# What is being asked
Your answer should reproduce every line of the material in which the word "Returns" occurs.

---------------

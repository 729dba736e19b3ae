//! TerrainGrid: loaded heightmap with elevation queries.

use deterrence_core::types::Position;

use crate::projection::GeoProjection;

/// Terrain grid header metadata.
#[derive(Debug, Clone)]
pub struct TerrainHeader {
    /// Southwest corner latitude (degrees).
    pub origin_lat: f64,
    /// Southwest corner longitude (degrees).
    pub origin_lon: f64,
    /// Arc-seconds per grid cell.
    pub cell_size: f64,
    /// Number of columns (west to east).
    pub width: u32,
    /// Number of rows (north to south).
    pub height: u32,
    /// Minimum elevation in the grid (meters).
    pub min_elevation: i16,
    /// Maximum elevation in the grid (meters).
    pub max_elevation: i16,
}

impl TerrainHeader {
    /// North edge latitude (degrees).
    pub fn north_lat(&self) -> f64 {
        self.origin_lat + (self.height as f64 * self.cell_size) / 3600.0
    }

    /// East edge longitude (degrees).
    pub fn east_lon(&self) -> f64 {
        self.origin_lon + (self.width as f64 * self.cell_size) / 3600.0
    }
}

/// Loaded terrain heightmap grid with geographic projection.
#[derive(Debug, Clone)]
pub struct TerrainGrid {
    pub header: TerrainHeader,
    /// Elevation values in meters, row-major (north-to-south, west-to-east).
    pub elevations: Vec<i16>,
    /// Packed ocean mask: bit 1 = land, bit 0 = ocean. One bit per cell.
    pub ocean_mask: Option<Vec<u8>>,
    /// Projection for converting sim-space to lat/lon.
    projection: GeoProjection,
}

impl TerrainGrid {
    /// Create a TerrainGrid from pre-loaded data.
    pub fn new(
        header: TerrainHeader,
        elevations: Vec<i16>,
        ocean_mask: Option<Vec<u8>>,
        projection: GeoProjection,
    ) -> Self {
        Self {
            header,
            elevations,
            ocean_mask,
            projection,
        }
    }

    /// Reference to the geo-projection used by this grid.
    pub fn projection(&self) -> &GeoProjection {
        &self.projection
    }

    /// Convert a sim-space position to grid row/col (fractional).
    /// Returns None if outside grid bounds.
    fn sim_to_grid(&self, pos: &Position) -> Option<(f64, f64)> {
        let (lat, lon, _) = self.projection.to_geo(pos);
        self.geo_to_grid(lat, lon)
    }

    /// Convert lat/lon to grid row/col (fractional).
    fn geo_to_grid(&self, lat: f64, lon: f64) -> Option<(f64, f64)> {
        let h = &self.header;

        // Column: west-to-east
        let col = (lon - h.origin_lon) * 3600.0 / h.cell_size;
        // Row: north-to-south (row 0 = north edge)
        let row = (h.north_lat() - lat) * 3600.0 / h.cell_size;

        if col < 0.0 || row < 0.0 || col >= h.width as f64 || row >= h.height as f64 {
            return None;
        }

        Some((row, col))
    }

    /// Get raw elevation at integer grid coordinates.
    fn raw_elevation(&self, row: usize, col: usize) -> i16 {
        let h = &self.header;
        if row >= h.height as usize || col >= h.width as usize {
            return 0;
        }
        self.elevations[row * h.width as usize + col]
    }

    /// Elevation at a sim-space position with bilinear interpolation.
    /// Returns None if the position is outside the grid.
    pub fn elevation_at(&self, pos: &Position) -> Option<f32> {
        let (row, col) = self.sim_to_grid(pos)?;
        Some(self.bilinear(row, col))
    }

    /// Elevation at lat/lon with bilinear interpolation.
    pub fn elevation_at_geo(&self, lat: f64, lon: f64) -> Option<f32> {
        let (row, col) = self.geo_to_grid(lat, lon)?;
        Some(self.bilinear(row, col))
    }

    /// Bilinear interpolation at fractional row/col.
    fn bilinear(&self, row: f64, col: f64) -> f32 {
        let r0 = row.floor() as usize;
        let c0 = col.floor() as usize;
        let r1 = (r0 + 1).min(self.header.height as usize - 1);
        let c1 = (c0 + 1).min(self.header.width as usize - 1);

        let fr = row - r0 as f64;
        let fc = col - c0 as f64;

        let e00 = self.raw_elevation(r0, c0) as f64;
        let e01 = self.raw_elevation(r0, c1) as f64;
        let e10 = self.raw_elevation(r1, c0) as f64;
        let e11 = self.raw_elevation(r1, c1) as f64;

        let top = e00 * (1.0 - fc) + e01 * fc;
        let bot = e10 * (1.0 - fc) + e11 * fc;
        let val = top * (1.0 - fr) + bot * fr;

        val as f32
    }

    /// Check if position is over ocean (using ocean mask or elevation <= 0).
    pub fn is_ocean(&self, pos: &Position) -> bool {
        if let Some(ref mask) = self.ocean_mask {
            if let Some((row, col)) = self.sim_to_grid(pos) {
                let r = row.round() as usize;
                let c = col.round() as usize;
                let idx = r * self.header.width as usize + c;
                let byte_idx = idx / 8;
                let bit_idx = idx % 8;
                if byte_idx < mask.len() {
                    return mask[byte_idx] & (1 << bit_idx) == 0; // 0 = ocean
                }
            }
            return true; // outside grid = ocean
        }
        // No mask: use elevation
        self.elevation_at(pos).is_none_or(|e| e <= 0.0)
    }

    /// Downsample the elevation grid to a target resolution.
    /// Returns a new flat Vec<i16> of size target_width * target_height.
    pub fn downsample(&self, target_width: u32, target_height: u32) -> Vec<i16> {
        let h = &self.header;
        let mut result = Vec::with_capacity((target_width * target_height) as usize);

        for tr in 0..target_height {
            for tc in 0..target_width {
                // Map target cell to source cell
                let sr = (tr as f64 / target_height as f64) * h.height as f64;
                let sc = (tc as f64 / target_width as f64) * h.width as f64;
                result.push(self.bilinear(sr, sc) as i16);
            }
        }

        result
    }
}

#[cfg(test)]
mod tests {
    use super::*;

    /// Create a simple 5×5 test grid centered at (26.5, 56.2).
    fn make_test_grid() -> TerrainGrid {
        let proj = GeoProjection::new(26.5, 56.2);
        // 5×5 grid, 1 arc-second per cell
        // Grid spans from (26.4986, 56.1986) to (26.5014, 56.2014) approx
        let cell_size = 1.0; // 1 arc-second
        let width = 5u32;
        let height = 5u32;
        let origin_lat = 26.5 - (height as f64 * cell_size / 3600.0) / 2.0;
        let origin_lon = 56.2 - (width as f64 * cell_size / 3600.0) / 2.0;

        // Elevation: center cell is 100m, edges are 0
        #[rustfmt::skip]
        let elevations: Vec<i16> = vec![
            0,   0,   0,   0,   0,
            0,  50,  50,  50,   0,
            0,  50, 100,  50,   0,
            0,  50,  50,  50,   0,
            0,   0,   0,   0,   0,
        ];

        TerrainGrid::new(
            TerrainHeader {
                origin_lat,
                origin_lon,
                cell_size,
                width,
                height,
                min_elevation: 0,
                max_elevation: 100,
            },
            elevations,
            None,
            proj,
        )
    }

    #[test]
    fn test_elevation_query_center() {
        let grid = make_test_grid();
        let h = &grid.header;

        // The peak cell is at grid row=2, col=2 (0-indexed).
        // Convert that to lat/lon, then to sim-space.
        let peak_lat = h.north_lat() - 2.0 * h.cell_size / 3600.0;
        let peak_lon = h.origin_lon + 2.0 * h.cell_size / 3600.0;
        let pos = grid.projection().to_sim(peak_lat, peak_lon, 0.0);

        let elev = grid.elevation_at(&pos);
        assert!(elev.is_some(), "Peak cell should be within grid");
        let e = elev.unwrap();
        assert!(
            (e - 100.0).abs() < 1.0,
            "Peak elevation should be ~100m, got {e}"
        );
    }

    #[test]
    fn test_elevation_query_edges() {
        let grid = make_test_grid();

        // Far outside the grid (1 degree away)
        let far = Position::new(111_320.0, 0.0, 0.0);
        assert!(
            grid.elevation_at(&far).is_none(),
            "Far position should be outside grid"
        );
    }

    #[test]
    fn test_elevation_bilinear_interpolation() {
        let grid = make_test_grid();
        // A point between center (100m) and edge (50m) should interpolate
        let h = &grid.header;

        // Position at row=1.5, col=2 (between rows 1 and 2, center column)
        // Row 1 col 2 = 50, Row 2 col 2 = 100 → interpolated = 75
        let lat = h.north_lat() - 1.5 * h.cell_size / 3600.0;
        let lon = h.origin_lon + 2.0 * h.cell_size / 3600.0;
        let pos = grid.projection.to_sim(lat, lon, 0.0);
        let elev = grid.elevation_at(&pos).unwrap();
        assert!(
            (elev - 75.0).abs() < 1.0,
            "Interpolated elevation should be ~75m, got {elev}"
        );
    }

    #[test]
    fn test_is_ocean_no_mask() {
        let grid = make_test_grid();
        // Center has elevation 100 → not ocean
        let center = Position::new(0.0, 0.0, 0.0);
        assert!(!grid.is_ocean(&center), "Center (100m) should not be ocean");

        // Edge has elevation 0 → ocean
        let h = &grid.header;
        let edge_lat = h.origin_lat + 0.1 * h.cell_size / 3600.0;
        let edge_lon = h.origin_lon + 0.1 * h.cell_size / 3600.0;
        let edge = grid.projection.to_sim(edge_lat, edge_lon, 0.0);
        assert!(grid.is_ocean(&edge), "Edge (0m) should be ocean");
    }

    #[test]
    fn test_downsample() {
        let grid = make_test_grid();
        let ds = grid.downsample(3, 3);
        assert_eq!(ds.len(), 9, "3×3 downsample should have 9 values");
        // Center of downsampled grid should approximate center of original
        assert!(ds[4] > 50, "Center of downsample should be elevated");
    }
}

---------------

# Response to the task
    /// Returns None if outside grid bounds.
    /// Returns None if the position is outside the grid.
    /// Returns a new flat Vec<i16> of size target_width * target_height.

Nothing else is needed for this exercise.